Revelations in recent years that thousands of former football players might have severe brain trauma from injuries sustained on the field have set off a rush in the medical community to seize the potentially lucrative market for assessing brain damage. But experts say claims regarding the validity of these assessments are premature and perhaps unfounded.
Most researchers believe that C.T.E., or chronic traumatic encephalopathy, the degenerative brain disease found in dozens of former N.F.L. players, can be diagnosed only posthumously by analyzing brain tissue. Researchers at U.C.L.A. have developed a test they assert might identify the condition in a living person by injecting a compound that clings to proteins in the brain and later appears in a PET scan. But some are skeptical.
"There has really been so much hype surrounding C.T.E., so there is a real need for making sure the public knows that this type of science moves slowly and must move very carefully," said Robert Stern, a professor of neurology and neurosurgery at Boston University School of Medicine and a founder of the Center for the Study of Traumatic Encephalopathy. He is part of a group that is developing a different biomarker to identify tau, the protein that is a hallmark of C.T.E.
"My fear is the people out there who are so much in need, scared for their lives and desperate for information, it might give them false hope," he said.
The debate over the scientific validity of such brain exams was highlighted recently when Tony Dorsett, a Hall of Fame running back for the Dallas Cowboys, and several other prominent former players said they were found to have C.T.E. after taking the experimental test developed by U.C.L.A. Dorsett, 59, told CNN that "they came to find out I have C.T.E." and that his memory lapses, short temper and moodiness were "all because of C.T.E."
Despite what was widely reported as a diagnosis, the experimental test is perhaps years from gaining federal approval. An antidote is even more remote because C.T.E. is a degenerative condition with no known cure.
That is why neurologists, researchers and bioethicists question whether the doctors at U.C.L.A. and at TauMark, the company with the exclusive license to commercialize the test, may leave some former players and their families with false hopes or undue worry.
For instance, the website for TauMark, which has helped find retired players to take the test, states that the test could soon provide a "clinical diagnosis and summary." One of the doctors backing TauMark called the test "the holy grail of C.T.E."

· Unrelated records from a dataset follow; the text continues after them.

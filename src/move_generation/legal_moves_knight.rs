use crate::game_state::{chess_types::*, game_state::GameState};
use crate::move_generation::legal_move_shared::push_targets;
use crate::moves::knight_moves::knight_attacks;

pub fn generate_knight_moves(game_state: &GameState, out: &mut Vec<Move>) {
    let side = game_state.side_to_move;
    for (from, kind) in game_state.occupied_by(side) {
        if kind == PieceKind::Knight {
            push_targets(game_state, from, knight_attacks(from), out);
        }
    }
}
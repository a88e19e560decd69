//! Attack and check detection against the mailbox board.
//!
//! Attacks are found in reverse: from the target square, cast each piece's
//! attack pattern and look for a matching enemy piece at the far end.

use crate::game_state::{chess_types::*, game_state::GameState};
use crate::moves::king_moves::king_attacks;
use crate::moves::knight_moves::knight_attacks;
use crate::moves::pawn_moves::pawn_attacks;
use crate::moves::sliding_moves::{bishop_attacks, rook_attacks};

#[inline]
pub fn is_king_in_check(game_state: &GameState, color: Color) -> bool {
    let Some(king_sq) = game_state.king_square(color) else {
        return false;
    };
    is_square_attacked(game_state, king_sq, color.opposite())
}

pub fn is_square_attacked(game_state: &GameState, square: Square, attacker_color: Color) -> bool {
    let occupancy = game_state.occupancy();
    let holds = |sq: Square, kinds: &[PieceKind]| {
        matches!(
            game_state.piece_at(sq),
            Some(piece) if piece.color == attacker_color && kinds.contains(&piece.kind)
        )
    };

    // A pawn of the attacker's color attacks `square` from exactly the squares
    // a pawn of the other color on `square` would attack.
    if squares_in(pawn_attacks(attacker_color.opposite(), square))
        .any(|sq| holds(sq, &[PieceKind::Pawn]))
    {
        return true;
    }

    if squares_in(knight_attacks(square)).any(|sq| holds(sq, &[PieceKind::Knight])) {
        return true;
    }

    if squares_in(king_attacks(square)).any(|sq| holds(sq, &[PieceKind::King])) {
        return true;
    }

    if squares_in(bishop_attacks(square, occupancy))
        .any(|sq| holds(sq, &[PieceKind::Bishop, PieceKind::Queen]))
    {
        return true;
    }

    squares_in(rook_attacks(square, occupancy))
        .any(|sq| holds(sq, &[PieceKind::Rook, PieceKind::Queen]))
}

/// Count of squares `color` attacks, used as a mobility proxy.
pub fn attacked_square_count(game_state: &GameState, color: Color) -> u32 {
    let occupancy = game_state.occupancy();
    let mut covered = 0u64;
    for (from, kind) in game_state.occupied_by(color) {
        covered |= match kind {
            PieceKind::Pawn => pawn_attacks(color, from),
            PieceKind::Knight => knight_attacks(from),
            PieceKind::Bishop => bishop_attacks(from, occupancy),
            PieceKind::Rook => rook_attacks(from, occupancy),
            PieceKind::Queen => bishop_attacks(from, occupancy) | rook_attacks(from, occupancy),
            PieceKind::King => king_attacks(from),
        };
    }
    covered.count_ones()
}

#[cfg(test)]
mod tests {
    use super::*;

    fn sq(text: &str) -> Square {
        text.parse().expect("test square should parse")
    }

    #[test]
    fn start_position_has_no_checks() {
        let game = GameState::new_game();
        assert!(!is_king_in_check(&game, Color::White));
        assert!(!is_king_in_check(&game, Color::Black));
        assert!(is_square_attacked(&game, sq("f3"), Color::White));
        assert!(!is_square_attacked(&game, sq("e4"), Color::White));
        assert!(is_square_attacked(&game, sq("f6"), Color::Black));
    }

    #[test]
    fn sliding_check_is_blocked_by_interposed_piece() {
        let open = GameState::from_fen("4k3/8/8/8/8/8/8/4K2r w - - 0 1")
            .expect("FEN should parse");
        assert!(is_king_in_check(&open, Color::White));

        let blocked = GameState::from_fen("4k3/8/8/8/8/8/8/4KB1r w - - 0 1")
            .expect("FEN should parse");
        assert!(!is_king_in_check(&blocked, Color::White));
    }

    #[test]
    fn pawn_attacks_point_forward_only() {
        let game = GameState::from_fen("4k3/8/8/3p4/8/8/8/4K3 w - - 0 1")
            .expect("FEN should parse");
        assert!(is_square_attacked(&game, sq("c4"), Color::Black));
        assert!(is_square_attacked(&game, sq("e4"), Color::Black));
        assert!(!is_square_attacked(&game, sq("d4"), Color::Black));
        assert!(!is_square_attacked(&game, sq("c6"), Color::Black));
    }

    #[test]
    fn attacked_squares_count_each_square_once() {
        let game = GameState::from_fen("4k3/8/8/8/8/8/8/N3K3 w - - 0 1")
            .expect("FEN should parse");
        // Knight a1 covers b3 and c2. King e1 covers d1 d2 e2 f2 f1.
        assert_eq!(attacked_square_count(&game, Color::White), 7);
        assert_eq!(attacked_square_count(&GameState::new_game(), Color::White), 22);
    }
}
use crate::game_state::{chess_types::*, game_state::GameState};
use crate::move_generation::legal_move_shared::push_targets;
use crate::moves::sliding_moves::slider_attacks;

/// Bishop, rook and queen moves. Rays stop at the first occupied square,
/// which is a capture when it holds an enemy piece.
pub fn generate_slider_moves(game_state: &GameState, out: &mut Vec<Move>) {
    let side = game_state.side_to_move;
    let occupancy = game_state.occupancy();
    for (from, kind) in game_state.occupied_by(side) {
        if kind.is_slider() {
            push_targets(game_state, from, slider_attacks(kind, from, occupancy), out);
        }
    }
}
//! Full legal move generation pipeline.
//!
//! Orchestrates piece-wise pseudo-legal generation, applies each candidate to
//! a scratch copy, and drops the ones that leave the mover's king attacked.

use crate::game_state::{chess_types::*, game_state::GameState};
use crate::move_generation::legal_move_apply::apply_move_unchecked;
use crate::move_generation::legal_move_checks::is_king_in_check;
use crate::move_generation::legal_moves_king::generate_king_moves;
use crate::move_generation::legal_moves_knight::generate_knight_moves;
use crate::move_generation::legal_moves_pawn::generate_pawn_moves;
use crate::move_generation::legal_moves_sliders::generate_slider_moves;

/// Moves for the side to move, ignoring whether they leave its king in check.
pub fn generate_pseudo_legal_moves(game_state: &GameState) -> Vec<Move> {
    let mut pseudo = Vec::<Move>::with_capacity(64);

    generate_pawn_moves(game_state, &mut pseudo);
    generate_knight_moves(game_state, &mut pseudo);
    generate_slider_moves(game_state, &mut pseudo);
    generate_king_moves(game_state, &mut pseudo);

    pseudo
}

/// Every legal move for the side to move.
pub fn generate_legal_moves(game_state: &GameState) -> Vec<Move> {
    let side = game_state.side_to_move;
    generate_pseudo_legal_moves(game_state)
        .into_iter()
        .filter(|&mv| {
            let mut next = game_state.clone();
            apply_move_unchecked(&mut next, mv);
            !is_king_in_check(&next, side)
        })
        .collect()
}

/// True when at least one legal move exists, stopping at the first.
pub fn has_legal_moves(game_state: &GameState) -> bool {
    let side = game_state.side_to_move;
    generate_pseudo_legal_moves(game_state).into_iter().any(|mv| {
        let mut next = game_state.clone();
        apply_move_unchecked(&mut next, mv);
        !is_king_in_check(&next, side)
    })
}

#[inline]
pub fn in_check(game_state: &GameState) -> bool {
    is_king_in_check(game_state, game_state.side_to_move)
}

pub fn is_checkmate(game_state: &GameState) -> bool {
    in_check(game_state) && !has_legal_moves(game_state)
}

pub fn is_stalemate(game_state: &GameState) -> bool {
    !in_check(game_state) && !has_legal_moves(game_state)
}
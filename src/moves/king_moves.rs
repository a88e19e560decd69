//! King target masks.
//!
//! One-step neighbourhood of every square, precomputed at compile time.
//! Castling is a rules concern and lives in move generation.

use crate::game_state::chess_types::Square;

pub const KING_OFFSETS: [(i8, i8); 8] = [
    (-1, -1),
    (0, -1),
    (1, -1),
    (-1, 0),
    (1, 0),
    (-1, 1),
    (0, 1),
    (1, 1),
];

pub const KING_ATTACKS: [u64; 64] = generate_king_attacks();

#[inline]
pub const fn king_attacks(square: Square) -> u64 {
    KING_ATTACKS[square.index()]
}

const fn generate_king_attacks() -> [u64; 64] {
    let mut table = [0u64; 64];
    let mut sq = 0usize;

    while sq < 64 {
        let file = (sq % 8) as i8;
        let rank = (sq / 8) as i8;
        let mut attacks = 0u64;
        let mut i = 0usize;

        while i < KING_OFFSETS.len() {
            let (df, dr) = KING_OFFSETS[i];
            let f = file + df;
            let r = rank + dr;
            if f >= 0 && f <= 7 && r >= 0 && r <= 7 {
                attacks |= 1u64 << ((r as usize) * 8 + (f as usize));
            }
            i += 1;
        }

        table[sq] = attacks;
        sq += 1;
    }

    table
}

#[cfg(test)]
mod tests {
    use super::king_attacks;
    use crate::game_state::chess_types::Square;

    #[test]
    fn king_neighbourhood_sizes() {
        assert_eq!(king_attacks(Square::A1).count_ones(), 3);
        assert_eq!(king_attacks(Square::E1).count_ones(), 5);
        let e4: Square = "e4".parse().expect("e4 should parse");
        assert_eq!(king_attacks(e4).count_ones(), 8);
    }
}
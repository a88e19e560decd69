//! Perft and move-selection runner for checking the rules engine by hand.
//!
//! Usage:
//! `cargo run --release --bin perft_runner`
//! `cargo run --release --bin perft_runner -- --depth 4 --fen "<fen>" --divide`
//! `RUST_LOG=debug cargo run --release --bin perft_runner -- --select hard`

use std::time::Instant;

use tracing::info;
use tracing_subscriber::EnvFilter;

use termchess_engine::engines::engine_trait::Difficulty;
use termchess_engine::engines::move_selector::MoveSelector;
use termchess_engine::game_state::chess_errors::ChessResult;
use termchess_engine::game_state::chess_rules::STARTING_POSITION_FEN;
use termchess_engine::game_state::game_state::GameState;
use termchess_engine::move_generation::perft::{perft_divide, perft_multi_threaded};
use termchess_engine::utils::san::move_to_san;

fn arg_value(flag: &str) -> Option<String> {
    let args: Vec<String> = std::env::args().collect();
    args.iter()
        .position(|arg| arg == flag)
        .and_then(|i| args.get(i + 1).cloned())
}

fn parse_arg_u8(flag: &str, default: u8) -> u8 {
    arg_value(flag)
        .and_then(|v| v.parse::<u8>().ok())
        .map(|v| v.max(1))
        .unwrap_or(default)
}

fn has_flag(flag: &str) -> bool {
    std::env::args().any(|arg| arg == flag)
}

fn parse_difficulty(text: &str) -> Option<Difficulty> {
    Difficulty::ALL
        .into_iter()
        .find(|d| d.to_string().eq_ignore_ascii_case(text))
}

fn main() -> ChessResult<()> {
    tracing_subscriber::fmt()
        .with_env_filter(EnvFilter::from_default_env())
        .init();

    let depth = parse_arg_u8("--depth", 3);
    let fen = arg_value("--fen").unwrap_or_else(|| STARTING_POSITION_FEN.to_owned());
    let game = GameState::from_fen(&fen)?;
    info!(%fen, depth, "perft run");

    if has_flag("--divide") {
        let mut total = 0u64;
        for (mv, nodes) in perft_divide(&game, depth) {
            println!("{mv}: {nodes}");
            total += nodes;
        }
        println!("total: {total}");
    } else {
        let started = Instant::now();
        let counts = perft_multi_threaded(&game, depth);
        let elapsed_ms = started.elapsed().as_millis().max(1);
        println!(
            "depth={depth} nodes={} captures={} ep={} castles={} promotions={} checks={} mates={} elapsed_ms={elapsed_ms} nps={}",
            counts.nodes,
            counts.captures,
            counts.en_passant,
            counts.castles,
            counts.promotions,
            counts.checks,
            counts.checkmates,
            counts.nodes as u128 * 1000 / elapsed_ms
        );
    }

    if let Some(difficulty) = arg_value("--select").as_deref().and_then(parse_difficulty) {
        let mut selector = MoveSelector::new();
        let started = Instant::now();
        let picked = selector.select_move(&game, difficulty)?;
        println!(
            "{difficulty} selects {} ({picked}) in {} ms",
            move_to_san(&game, picked)?,
            started.elapsed().as_millis()
        );
        selector.release();
    }

    Ok(())
}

"I can see getting awareness and publicity, but this sounds like putting the cart before the horse," said Dr. John Morris, a professor of neurology at Washington University School of Medicine in St. Louis. "In theory, they'll be useful. But we don't know for an individual, does this mean inevitably they will dement? We just don't know."
The scan for tau is far from the first test promoted as a new window to an emerging medical problem. An array of medical experts is now developing and marketing treatments for former players that include vitamin regimens, strict diets, testosterone treatments and other therapies.
Bernie Kosar, a former Cleveland Browns quarterback, has said that he received oral and intravenous treatment for brain trauma from Rick Sponaugle, the director of the Sponaugle Wellness Institute in Palm Harbor, Fla. Dr. Daniel G. Amen, the founder of Amen Clinics Inc., said this year that he had developed "an interventional strategy" that would "reverse brain damage" in athletes.
The search for remedies to the long-term cognitive problems associated with concussions and chronic brain trauma has received great attention not only because N.F.L. players are involved, but also because the health of millions of young football players could be at stake. The N.F.L. is spending tens of millions of dollars on research into concussion-related ailments.
The ability to diagnose C.T.E. in living players also has potential legal and financial consequences as former players fight for insurance coverage, workers' compensation and other medical benefits well after they received their injuries.
A successful test to identify C.T.E. in living patients could also provide a big payoff for its inventors and rights holders. The tests cost as much as $15,000, but the price would presumably fall as more people signed up for them.
The retired players tested at U.C.L.A. said they did not pay for the test. Financing for the first group of tests was paid in part by the Brain Injury Research Institute, whose co-founder Julian Bailes co-wrote a study on the FDDNP biomarker.
But quick fixes in medicine are rare, even when fortunes are being spent developing solutions. For C.T.E., which still lacks a clinically accepted diagnosis among living people, let alone a biomarker approved by the Food and Drug Administration, the answers are even more elusive.
"The condition is very much under debate," said Dr. John Trojanowski, a researcher at the Perelman School of Medicine at the University of Pennsylvania. "We need to be patient to get more research to determine what statements we can make about football players' pathology."